▶ [Data listing]

// src/encode/huffman/tree.rs

//! Huffman tree construction.
//!
//! The builder is the classic greedy minimum-weight merge. Pending nodes sit
//! in a binary heap keyed by `(weight, sequence)`: leaves take sequence numbers
//! in ascending symbol order and every merged node takes the next one, so equal
//! weights pop earliest-inserted first and the tree shape is reproducible.

use std::cmp::{Ordering, Reverse};
use std::collections::BinaryHeap;

use tracing::debug;

use super::frequency::FrequencyTable;

/// Node in a Huffman tree.
///
/// Internal children are optional only so the single-symbol tree can hang its
/// leaf off the left edge with no right sibling.
#[derive(Debug, Clone, PartialEq, Eq)]
pub enum HuffmanNode {
    Leaf {
        symbol: u8,
        weight: u64,
    },
    Internal {
        weight: u64,
        left: Option<Box<HuffmanNode>>,
        right: Option<Box<HuffmanNode>>,
    },
}

impl HuffmanNode {
    /// Total frequency of the subtree.
    pub fn weight(&self) -> u64 {
        match self {
            HuffmanNode::Leaf { weight, .. } => *weight,
            HuffmanNode::Internal { weight, .. } => *weight,
        }
    }

    pub fn is_leaf(&self) -> bool {
        matches!(self, HuffmanNode::Leaf { .. })
    }

    /// Left child, if this is an internal node that has one.
    pub fn left(&self) -> Option<&HuffmanNode> {
        match self {
            HuffmanNode::Internal { left, .. } => left.as_deref(),
            HuffmanNode::Leaf { .. } => None,
        }
    }

    /// Right child, if this is an internal node that has one.
    pub fn right(&self) -> Option<&HuffmanNode> {
        match self {
            HuffmanNode::Internal { right, .. } => right.as_deref(),
            HuffmanNode::Leaf { .. } => None,
        }
    }

    fn merge(left: HuffmanNode, right: HuffmanNode) -> Self {
        HuffmanNode::Internal {
            weight: left.weight() + right.weight(),
            left: Some(Box::new(left)),
            right: Some(Box::new(right)),
        }
    }

    fn leaf_count(&self) -> usize {
        match self {
            HuffmanNode::Leaf { .. } => 1,
            HuffmanNode::Internal { left, right, .. } => {
                left.as_ref().map_or(0, |n| n.leaf_count())
                    + right.as_ref().map_or(0, |n| n.leaf_count())
            }
        }
    }

    fn depth(&self) -> usize {
        match self {
            HuffmanNode::Leaf { .. } => 0,
            HuffmanNode::Internal { left, right, .. } => {
                let l = left.as_ref().map_or(0, |n| n.depth());
                let r = right.as_ref().map_or(0, |n| n.depth());
                1 + l.max(r)
            }
        }
    }
}

/// Heap entry; ordering ignores the node itself.
#[derive(Debug)]
struct Pending {
    weight: u64,
    sequence: u32,
    node: HuffmanNode,
}

impl PartialEq for Pending {
    fn eq(&self, other: &Self) -> bool {
        self.weight == other.weight && self.sequence == other.sequence
    }
}

impl Eq for Pending {}

impl PartialOrd for Pending {
    fn partial_cmp(&self, other: &Self) -> Option<Ordering> {
        Some(self.cmp(other))
    }
}

impl Ord for Pending {
    fn cmp(&self, other: &Self) -> Ordering {
        self.weight
            .cmp(&other.weight)
            .then(self.sequence.cmp(&other.sequence))
    }
}

/// A Huffman tree, possibly empty.
#[derive(Debug, Clone, Default, PartialEq, Eq)]
pub struct HuffmanTree {
    root: Option<HuffmanNode>,
}

impl HuffmanTree {
    /// Creates an empty tree.
    pub fn empty() -> Self {
        Self { root: None }
    }

    /// Builds a tree from symbol frequencies.
    ///
    /// * no symbols: empty tree
    /// * one symbol: internal root with the leaf as its only (left) child
    /// * otherwise: repeated merge of the two lightest nodes, first popped on
    ///   the left
    pub fn build(frequencies: &FrequencyTable) -> Self {
        let mut heap = BinaryHeap::with_capacity(frequencies.len());
        let mut sequence = 0u32;

        for (symbol, weight) in frequencies.iter() {
            heap.push(Reverse(Pending {
                weight,
                sequence,
                node: HuffmanNode::Leaf { symbol, weight },
            }));
            sequence += 1;
        }

        let root = if heap.len() == 1 {
            heap.pop().map(|Reverse(only)| HuffmanNode::Internal {
                weight: only.weight,
                left: Some(Box::new(only.node)),
                right: None,
            })
        } else {
            while heap.len() > 1 {
                let (Some(Reverse(left)), Some(Reverse(right))) = (heap.pop(), heap.pop()) else {
                    break;
                };
                let node = HuffmanNode::merge(left.node, right.node);
                heap.push(Reverse(Pending {
                    weight: node.weight(),
                    sequence,
                    node,
                }));
                sequence += 1;
            }
            heap.pop().map(|Reverse(last)| last.node)
        };

        let tree = Self { root };
        debug!(
            symbols = frequencies.len(),
            weight = tree.weight(),
            depth = tree.depth(),
            "Built Huffman tree"
        );
        tree
    }

    pub fn root(&self) -> Option<&HuffmanNode> {
        self.root.as_ref()
    }

    pub fn is_empty(&self) -> bool {
        self.root.is_none()
    }

    /// Root weight, i.e. the number of symbols the tree was built from.
    pub fn weight(&self) -> u64 {
        self.root.as_ref().map_or(0, HuffmanNode::weight)
    }

    /// Number of leaves (distinct symbols).
    pub fn leaf_count(&self) -> usize {
        self.root.as_ref().map_or(0, HuffmanNode::leaf_count)
    }

    /// Length of the longest root-to-leaf path.
    pub fn depth(&self) -> usize {
        self.root.as_ref().map_or(0, HuffmanNode::depth)
    }
}

#[cfg(test)]
mod tests {
    use super::*;

    #[test]
    fn test_empty_table_builds_empty_tree() {
        let tree = HuffmanTree::build(&FrequencyTable::new());
        assert!(tree.is_empty());
        assert_eq!(tree.weight(), 0);
        assert_eq!(tree.leaf_count(), 0);
    }

    #[test]
    fn test_single_symbol_is_left_child_of_root() {
        let tree = HuffmanTree::build(&FrequencyTable::count(b"zzzz"));
        let root = tree.root().expect("root");
        assert!(!root.is_leaf());
        assert_eq!(root.weight(), 4);
        assert_eq!(
            root.left(),
            Some(&HuffmanNode::Leaf {
                symbol: b'z',
                weight: 4
            })
        );
        assert!(root.right().is_none());
        assert_eq!(tree.depth(), 1);
    }

    #[test]
    fn test_two_symbols_lighter_goes_left() {
        let tree = HuffmanTree::build(&FrequencyTable::count(b"abb"));
        let root = tree.root().expect("root");
        assert_eq!(root.weight(), 3);
        assert_eq!(
            root.left(),
            Some(&HuffmanNode::Leaf {
                symbol: b'a',
                weight: 1
            })
        );
        assert_eq!(
            root.right(),
            Some(&HuffmanNode::Leaf {
                symbol: b'b',
                weight: 2
            })
        );
    }

    #[test]
    fn test_equal_weights_break_ties_by_symbol() {
        // All weights tie, so the lower symbol is popped first and lands left.
        let tree = HuffmanTree::build(&FrequencyTable::count(b"dcba"));
        let root = tree.root().expect("root");
        let left = root.left().expect("left");
        let right = root.right().expect("right");
        assert_eq!(left.left().and_then(leaf_symbol), Some(b'a'));
        assert_eq!(left.right().and_then(leaf_symbol), Some(b'b'));
        assert_eq!(right.left().and_then(leaf_symbol), Some(b'c'));
        assert_eq!(right.right().and_then(leaf_symbol), Some(b'd'));
    }

    #[test]
    fn test_build_is_deterministic() {
        let freqs = FrequencyTable::count(b"the quick brown fox jumps over the lazy dog");
        assert_eq!(HuffmanTree::build(&freqs), HuffmanTree::build(&freqs));
    }

    #[test]
    fn test_weights_sum_and_leaves() {
        let freqs = FrequencyTable::count(b"abracadabra");
        let tree = HuffmanTree::build(&freqs);
        assert_eq!(tree.weight(), 11);
        assert_eq!(tree.leaf_count(), 5);
    }

    fn leaf_symbol(node: &HuffmanNode) -> Option<u8> {
        match node {
            HuffmanNode::Leaf { symbol, .. } => Some(*symbol),
            HuffmanNode::Internal { .. } => None,
        }
    }
}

▶ [Problem details]
Copy every line of the listing containing the string "first".

▶ [Reply to the task]
//! weights pop earliest-inserted first and the tree shape is reproducible.
    /// * otherwise: repeated merge of the two lightest nodes, first popped on
        // All weights tie, so the lower symbol is popped first and lands left.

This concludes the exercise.